常識的に考えれば、側バリの底部が丸みを帯びていたために、規定以上の量を削らないと軸バネ座を取り付けることができなかったのではないかと思えるのだ。また、側バリを削ることは車両の強度に悪影響を与えるということを、現場が知らなかったのではないかという疑問もわくのである。

現場としては、創意工夫をして組立てを行っているという意識だったのかもしれない。だとすれば、そもそも加工工程で丸みを帯びるような設計にも問題があったというべきであるし、現場と設計部門の意志の祖語にも注意するべきである。

いずれにせよ、なぜ、側バリの底面を削りすぎたのかは、もう少し詳細な調査が必要であろう。失礼ながら、調査報告書からは、そこのところが見えてこないのである。

【調査報告書への第3の疑問】

  • ③ 側バリの底面を削ったのはなぜなのか。その理由が明らかにならなければ、本当の意味での再発防止策はとれないのではないか。

3 最後に

今回のインシデントは、重大なものではあったが、死傷者を出すことなく解決できたという意味で、きわめて幸運なものだったと言える。また、死傷者を出すことなく、貴重な教訓を得られたという考え方もできよう。

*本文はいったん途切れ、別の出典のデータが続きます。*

//! Upstream LLM via an OpenAI-compatible chat completions API.

use super::{ChatBackend, ChatError, ChatRequest, ChatResponse, Topic};
use async_trait::async_trait;
use serde::Deserialize;
use serde_json::{Value, json};
use std::time::Duration;

/// HTTP request timeout.
const TIMEOUT: Duration = Duration::from_secs(60);
/// Connection timeout.
const CONNECT_TIMEOUT: Duration = Duration::from_secs(10);
const MAX_TOKENS: u32 = 500;

pub struct LiveBackend {
    client: reqwest::Client,
    base_url: String,
    api_key: String,
    model: String,
    system_prompt: String,
}

impl LiveBackend {
    #[must_use]
    pub fn new(base_url: &str, api_key: &str, model: &str, system_prompt: &str) -> Self {
        let client = reqwest::Client::builder()
            .timeout(TIMEOUT)
            .connect_timeout(CONNECT_TIMEOUT)
            .build()
            .unwrap_or_else(|_| reqwest::Client::new());

        Self {
            client,
            base_url: base_url.trim_end_matches('/').to_string(),
            api_key: api_key.to_string(),
            model: model.to_string(),
            system_prompt: system_prompt.to_string(),
        }
    }

    fn build_body(&self, request: &ChatRequest) -> Value {
        let mut messages = vec![json!({ "role": "system", "content": self.system_prompt })];

        let has_context = match &request.context {
            Value::Null => false,
            Value::Object(map) => !map.is_empty(),
            _ => true,
        };
        if has_context {
            messages.push(json!({
                "role": "system",
                "content": format!("Conversation context: {}", request.context),
            }));
        }
        messages.push(json!({ "role": "user", "content": request.message }));

        json!({
            "model": self.model,
            "messages": messages,
            "max_tokens": MAX_TOKENS,
        })
    }
}

impl std::fmt::Debug for LiveBackend {
    fn fmt(&self, f: &mut std::fmt::Formatter<'_>) -> std::fmt::Result {
        f.debug_struct("LiveBackend")
            .field("base_url", &self.base_url)
            .field("model", &self.model)
            .finish_non_exhaustive()
    }
}

#[derive(Deserialize)]
struct CompletionResponse {
    choices: Vec<Choice>,
}

#[derive(Deserialize)]
struct Choice {
    message: ChoiceMessage,
}

#[derive(Deserialize)]
struct ChoiceMessage {
    content: Option<String>,
}

/// Extract the first choice's text from a completions response body.
fn parse_completion(body: &str) -> Result<String, ChatError> {
    let parsed: CompletionResponse = serde_json::from_str(body)
        .map_err(|e| ChatError::InvalidResponse(format!("{e}: {body}")))?;
    parsed
        .choices
        .into_iter()
        .next()
        .and_then(|c| c.message.content)
        .map(|text| text.trim().to_string())
        .filter(|text| !text.is_empty())
        .ok_or_else(|| ChatError::InvalidResponse("no content in first choice".into()))
}

/// Wrap model text with the same actions the canned replies would offer.
fn build_response(message: &str, text: String) -> ChatResponse {
    match Topic::detect(message) {
        Some(topic) => ChatResponse {
            response: text,
            suggested_actions: topic.suggested_actions(),
            context_updates: json!({ "last_topic": topic.id() }),
        },
        None => ChatResponse {
            response: text,
            suggested_actions: Vec::new(),
            context_updates: json!({}),
        },
    }
}

#[async_trait]
impl ChatBackend for LiveBackend {
    fn name(&self) -> &'static str {
        "live"
    }

    async fn reply(&self, request: &ChatRequest) -> Result<ChatResponse, ChatError> {
        request.validate()?;

        let url = format!("{}/chat/completions", self.base_url);
        tracing::debug!(url = %url, model = %self.model, "Sending chat completion");

        let response = self
            .client
            .post(&url)
            .bearer_auth(&self.api_key)
            .json(&self.build_body(request))
            .send()
            .await?;

        let status = response.status();
        let body = response.text().await?;
        if !status.is_success() {
            return Err(ChatError::Api(format!("HTTP {status}: {body}")));
        }

        let text = parse_completion(&body)?;
        Ok(build_response(&request.message, text))
    }
}
use chatwidget::cli::Cli;
use clap::Parser;
use std::process::ExitCode;

#[tokio::main]
async fn main() -> ExitCode {
    let cli = Cli::parse();

    let filter = tracing_subscriber::EnvFilter::try_from_default_env()
        .unwrap_or_else(|_| tracing_subscriber::EnvFilter::new("chatwidget=info"));
    let _ = tracing_subscriber::fmt()
        .with_env_filter(filter)
        .with_writer(std::io::stderr)
        .try_init();

    chatwidget::cli::run(cli).await
}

このインシデントから、できるだけ多くのことを学び取ることが重要である。

だが、そのためには、もう少し本質的で詳細な調査を行って公表するべきであろう。副社長の交代にまでつながった事件であるが、責任を取るならきちんとした調査をするということによって行っていただきたいと思う。

残念ながら、当日の列車を停止させる判断についても、今回の側バリの削りすぎの問題にしても、人間の意志・行動という面についての科学的な調査が弱いように思えるのだ。

なにも個人の責任を追及せよというのではない。エルゴノミクス的な調査を行わなければ、真の再発防止にはつながらないというのである。削りすぎの問題は、K社の社内のことでもあり、調査は困難な面もあろうが、そこは発注者として納得できるような調査を行うべきであろう。

朝日新聞の3月1日付の記事の見出しにある「「削りは現場判断」 規定外の作業」というのは分かるが、一歩先まで調べるべきであろう。なぜ、現場がそのような判断をしたのか、設計上の問題や製造管理上の問題はなかったか、現場がそのような重要な判断を独自でするようなことについての管理システム上の問題はなかったのか等についての詳細な調査を期待したい。